YOUR TASK. Please find every line in the records below that contains the word "only", and copy it.

THE DATA.

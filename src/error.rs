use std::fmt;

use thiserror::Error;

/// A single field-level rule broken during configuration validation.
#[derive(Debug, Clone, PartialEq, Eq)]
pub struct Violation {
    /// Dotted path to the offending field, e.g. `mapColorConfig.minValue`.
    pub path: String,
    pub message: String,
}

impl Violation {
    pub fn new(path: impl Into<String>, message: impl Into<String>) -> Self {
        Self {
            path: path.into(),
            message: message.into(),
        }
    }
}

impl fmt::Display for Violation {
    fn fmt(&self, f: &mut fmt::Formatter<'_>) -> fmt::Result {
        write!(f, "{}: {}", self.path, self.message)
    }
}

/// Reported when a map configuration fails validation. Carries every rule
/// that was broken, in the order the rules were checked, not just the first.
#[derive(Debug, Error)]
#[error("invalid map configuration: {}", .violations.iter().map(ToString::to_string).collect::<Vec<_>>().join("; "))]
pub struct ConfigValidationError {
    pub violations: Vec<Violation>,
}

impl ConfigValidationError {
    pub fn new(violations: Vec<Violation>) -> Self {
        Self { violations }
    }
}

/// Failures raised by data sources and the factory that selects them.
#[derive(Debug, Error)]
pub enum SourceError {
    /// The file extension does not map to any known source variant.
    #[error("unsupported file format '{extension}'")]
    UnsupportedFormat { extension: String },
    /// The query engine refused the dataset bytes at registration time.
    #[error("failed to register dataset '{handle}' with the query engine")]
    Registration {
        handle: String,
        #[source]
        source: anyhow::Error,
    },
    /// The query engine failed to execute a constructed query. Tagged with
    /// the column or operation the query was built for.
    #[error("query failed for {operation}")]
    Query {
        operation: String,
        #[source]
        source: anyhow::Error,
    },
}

* * *

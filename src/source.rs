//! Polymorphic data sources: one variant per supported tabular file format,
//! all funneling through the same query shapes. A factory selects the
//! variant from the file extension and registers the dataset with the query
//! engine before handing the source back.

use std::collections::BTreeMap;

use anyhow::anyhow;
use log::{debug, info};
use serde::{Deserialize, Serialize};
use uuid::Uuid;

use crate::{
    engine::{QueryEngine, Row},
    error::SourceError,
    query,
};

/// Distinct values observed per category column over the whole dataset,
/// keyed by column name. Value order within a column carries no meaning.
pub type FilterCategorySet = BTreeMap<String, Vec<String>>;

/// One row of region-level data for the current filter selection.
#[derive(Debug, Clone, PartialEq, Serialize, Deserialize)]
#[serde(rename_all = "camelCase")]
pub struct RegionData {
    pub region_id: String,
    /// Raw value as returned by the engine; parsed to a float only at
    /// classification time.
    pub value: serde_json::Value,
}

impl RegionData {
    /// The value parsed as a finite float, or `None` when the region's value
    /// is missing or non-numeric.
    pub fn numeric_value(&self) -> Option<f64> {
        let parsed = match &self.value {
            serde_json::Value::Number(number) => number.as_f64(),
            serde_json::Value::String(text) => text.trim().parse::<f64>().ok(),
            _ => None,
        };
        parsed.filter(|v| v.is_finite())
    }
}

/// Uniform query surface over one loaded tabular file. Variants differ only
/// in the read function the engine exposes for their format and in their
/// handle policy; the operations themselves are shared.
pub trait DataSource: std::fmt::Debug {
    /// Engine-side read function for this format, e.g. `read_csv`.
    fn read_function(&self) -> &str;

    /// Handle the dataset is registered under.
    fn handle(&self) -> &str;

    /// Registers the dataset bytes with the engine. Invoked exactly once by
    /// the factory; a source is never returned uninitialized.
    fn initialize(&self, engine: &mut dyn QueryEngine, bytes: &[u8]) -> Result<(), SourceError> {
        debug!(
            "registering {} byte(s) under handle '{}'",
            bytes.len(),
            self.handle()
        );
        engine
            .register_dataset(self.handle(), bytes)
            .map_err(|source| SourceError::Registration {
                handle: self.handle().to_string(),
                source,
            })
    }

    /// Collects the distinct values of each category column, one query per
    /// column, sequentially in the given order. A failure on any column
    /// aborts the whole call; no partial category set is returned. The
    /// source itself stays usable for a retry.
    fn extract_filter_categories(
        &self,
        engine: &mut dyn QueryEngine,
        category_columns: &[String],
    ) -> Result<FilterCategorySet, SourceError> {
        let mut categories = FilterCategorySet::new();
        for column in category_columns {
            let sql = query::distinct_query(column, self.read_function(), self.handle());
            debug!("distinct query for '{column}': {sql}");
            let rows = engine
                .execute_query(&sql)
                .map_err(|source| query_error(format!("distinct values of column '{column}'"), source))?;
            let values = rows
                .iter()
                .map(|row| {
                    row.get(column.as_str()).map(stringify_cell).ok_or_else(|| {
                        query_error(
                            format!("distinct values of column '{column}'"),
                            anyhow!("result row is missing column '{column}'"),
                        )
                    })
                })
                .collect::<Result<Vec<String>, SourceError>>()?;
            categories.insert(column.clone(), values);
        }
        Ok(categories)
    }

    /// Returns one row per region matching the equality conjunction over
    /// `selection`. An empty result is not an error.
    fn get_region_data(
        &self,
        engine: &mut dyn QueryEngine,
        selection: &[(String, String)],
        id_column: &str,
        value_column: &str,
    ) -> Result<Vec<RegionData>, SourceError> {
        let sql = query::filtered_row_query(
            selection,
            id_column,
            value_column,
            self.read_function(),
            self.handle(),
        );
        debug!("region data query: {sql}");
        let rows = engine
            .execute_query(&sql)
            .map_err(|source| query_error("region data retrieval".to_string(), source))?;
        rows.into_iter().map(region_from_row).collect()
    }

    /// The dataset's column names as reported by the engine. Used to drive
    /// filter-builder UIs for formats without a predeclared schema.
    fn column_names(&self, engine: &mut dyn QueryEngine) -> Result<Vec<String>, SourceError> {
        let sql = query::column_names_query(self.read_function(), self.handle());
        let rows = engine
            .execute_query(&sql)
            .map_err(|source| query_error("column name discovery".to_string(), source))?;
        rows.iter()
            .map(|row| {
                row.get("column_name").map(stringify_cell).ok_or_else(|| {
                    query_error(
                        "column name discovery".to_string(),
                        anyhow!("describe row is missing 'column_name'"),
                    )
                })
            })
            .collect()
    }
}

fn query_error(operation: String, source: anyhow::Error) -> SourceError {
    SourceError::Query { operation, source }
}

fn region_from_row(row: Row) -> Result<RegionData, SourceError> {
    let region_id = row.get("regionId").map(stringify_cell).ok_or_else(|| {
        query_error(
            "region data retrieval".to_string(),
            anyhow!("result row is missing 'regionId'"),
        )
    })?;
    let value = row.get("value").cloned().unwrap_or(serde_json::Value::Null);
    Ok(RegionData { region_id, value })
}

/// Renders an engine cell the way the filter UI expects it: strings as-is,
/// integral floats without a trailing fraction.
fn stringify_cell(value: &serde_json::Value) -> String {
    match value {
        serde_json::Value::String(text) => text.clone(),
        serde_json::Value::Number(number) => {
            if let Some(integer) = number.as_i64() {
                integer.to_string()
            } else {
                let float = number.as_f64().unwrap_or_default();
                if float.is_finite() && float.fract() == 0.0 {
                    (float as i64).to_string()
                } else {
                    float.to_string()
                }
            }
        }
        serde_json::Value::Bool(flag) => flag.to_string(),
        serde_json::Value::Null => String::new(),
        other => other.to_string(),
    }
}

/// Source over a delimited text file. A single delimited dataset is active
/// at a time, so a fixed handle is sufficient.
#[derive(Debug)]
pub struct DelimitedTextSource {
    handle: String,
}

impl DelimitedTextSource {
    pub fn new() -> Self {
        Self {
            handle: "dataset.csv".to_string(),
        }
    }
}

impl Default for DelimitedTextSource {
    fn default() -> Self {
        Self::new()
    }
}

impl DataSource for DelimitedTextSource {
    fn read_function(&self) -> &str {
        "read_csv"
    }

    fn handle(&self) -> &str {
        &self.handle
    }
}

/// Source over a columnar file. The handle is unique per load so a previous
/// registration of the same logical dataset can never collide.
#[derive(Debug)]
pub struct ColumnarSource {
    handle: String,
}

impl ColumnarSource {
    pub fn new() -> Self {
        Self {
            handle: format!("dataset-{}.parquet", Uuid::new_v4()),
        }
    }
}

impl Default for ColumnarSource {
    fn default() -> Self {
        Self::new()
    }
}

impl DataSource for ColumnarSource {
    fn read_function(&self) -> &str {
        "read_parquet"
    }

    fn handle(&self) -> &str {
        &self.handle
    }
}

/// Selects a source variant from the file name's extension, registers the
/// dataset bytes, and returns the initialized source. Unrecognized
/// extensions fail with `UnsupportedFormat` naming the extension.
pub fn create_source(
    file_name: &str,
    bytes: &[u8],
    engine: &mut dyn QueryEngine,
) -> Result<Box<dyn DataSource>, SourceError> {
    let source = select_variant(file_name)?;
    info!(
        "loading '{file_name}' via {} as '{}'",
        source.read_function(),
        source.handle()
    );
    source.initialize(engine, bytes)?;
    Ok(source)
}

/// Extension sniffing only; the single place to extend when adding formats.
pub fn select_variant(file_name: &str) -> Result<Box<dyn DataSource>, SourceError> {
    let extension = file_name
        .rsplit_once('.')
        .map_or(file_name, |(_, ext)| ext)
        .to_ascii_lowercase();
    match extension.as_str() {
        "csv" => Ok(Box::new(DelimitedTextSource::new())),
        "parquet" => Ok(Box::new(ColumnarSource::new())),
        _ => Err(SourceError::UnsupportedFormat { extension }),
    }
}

--

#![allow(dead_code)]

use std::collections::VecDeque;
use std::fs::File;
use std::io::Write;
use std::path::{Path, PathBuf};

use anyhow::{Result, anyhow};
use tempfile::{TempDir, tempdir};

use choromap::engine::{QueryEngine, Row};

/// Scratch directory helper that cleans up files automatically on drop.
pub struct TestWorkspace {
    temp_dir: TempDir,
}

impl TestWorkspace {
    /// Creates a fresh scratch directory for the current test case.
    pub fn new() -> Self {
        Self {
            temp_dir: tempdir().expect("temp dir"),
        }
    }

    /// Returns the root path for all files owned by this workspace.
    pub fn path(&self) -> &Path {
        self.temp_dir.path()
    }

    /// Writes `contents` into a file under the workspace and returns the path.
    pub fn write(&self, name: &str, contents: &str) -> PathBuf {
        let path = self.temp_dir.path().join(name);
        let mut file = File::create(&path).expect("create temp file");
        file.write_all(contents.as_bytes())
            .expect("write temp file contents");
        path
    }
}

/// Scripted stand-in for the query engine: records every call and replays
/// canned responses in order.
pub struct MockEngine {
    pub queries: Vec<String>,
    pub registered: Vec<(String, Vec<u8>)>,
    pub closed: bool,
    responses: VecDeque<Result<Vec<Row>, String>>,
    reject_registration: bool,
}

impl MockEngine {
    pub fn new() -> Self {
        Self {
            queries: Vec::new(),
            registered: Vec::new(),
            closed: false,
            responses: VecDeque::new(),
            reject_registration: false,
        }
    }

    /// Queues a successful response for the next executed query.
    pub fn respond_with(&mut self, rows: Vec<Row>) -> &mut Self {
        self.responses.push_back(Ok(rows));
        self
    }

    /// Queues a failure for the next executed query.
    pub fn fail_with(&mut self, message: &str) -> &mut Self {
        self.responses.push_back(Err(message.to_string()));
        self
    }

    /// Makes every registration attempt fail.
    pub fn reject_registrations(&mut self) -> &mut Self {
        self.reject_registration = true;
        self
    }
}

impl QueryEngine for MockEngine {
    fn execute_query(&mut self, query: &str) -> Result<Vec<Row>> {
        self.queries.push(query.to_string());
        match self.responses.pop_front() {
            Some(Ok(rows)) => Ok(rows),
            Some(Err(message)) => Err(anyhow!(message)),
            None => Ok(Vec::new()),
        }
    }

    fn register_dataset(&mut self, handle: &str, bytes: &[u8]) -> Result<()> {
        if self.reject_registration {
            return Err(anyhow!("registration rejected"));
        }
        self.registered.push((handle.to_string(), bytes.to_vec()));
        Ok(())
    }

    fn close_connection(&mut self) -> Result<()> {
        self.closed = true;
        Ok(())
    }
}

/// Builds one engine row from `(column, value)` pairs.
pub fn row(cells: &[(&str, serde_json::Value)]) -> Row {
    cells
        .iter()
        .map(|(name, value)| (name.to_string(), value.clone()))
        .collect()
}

FINISHED TASK.
    /// Raw value as returned by the engine; parsed to a float only at
/// Uniform query surface over one loaded tabular file. Variants differ only
/// Extension sniffing only; the single place to extend when adding formats.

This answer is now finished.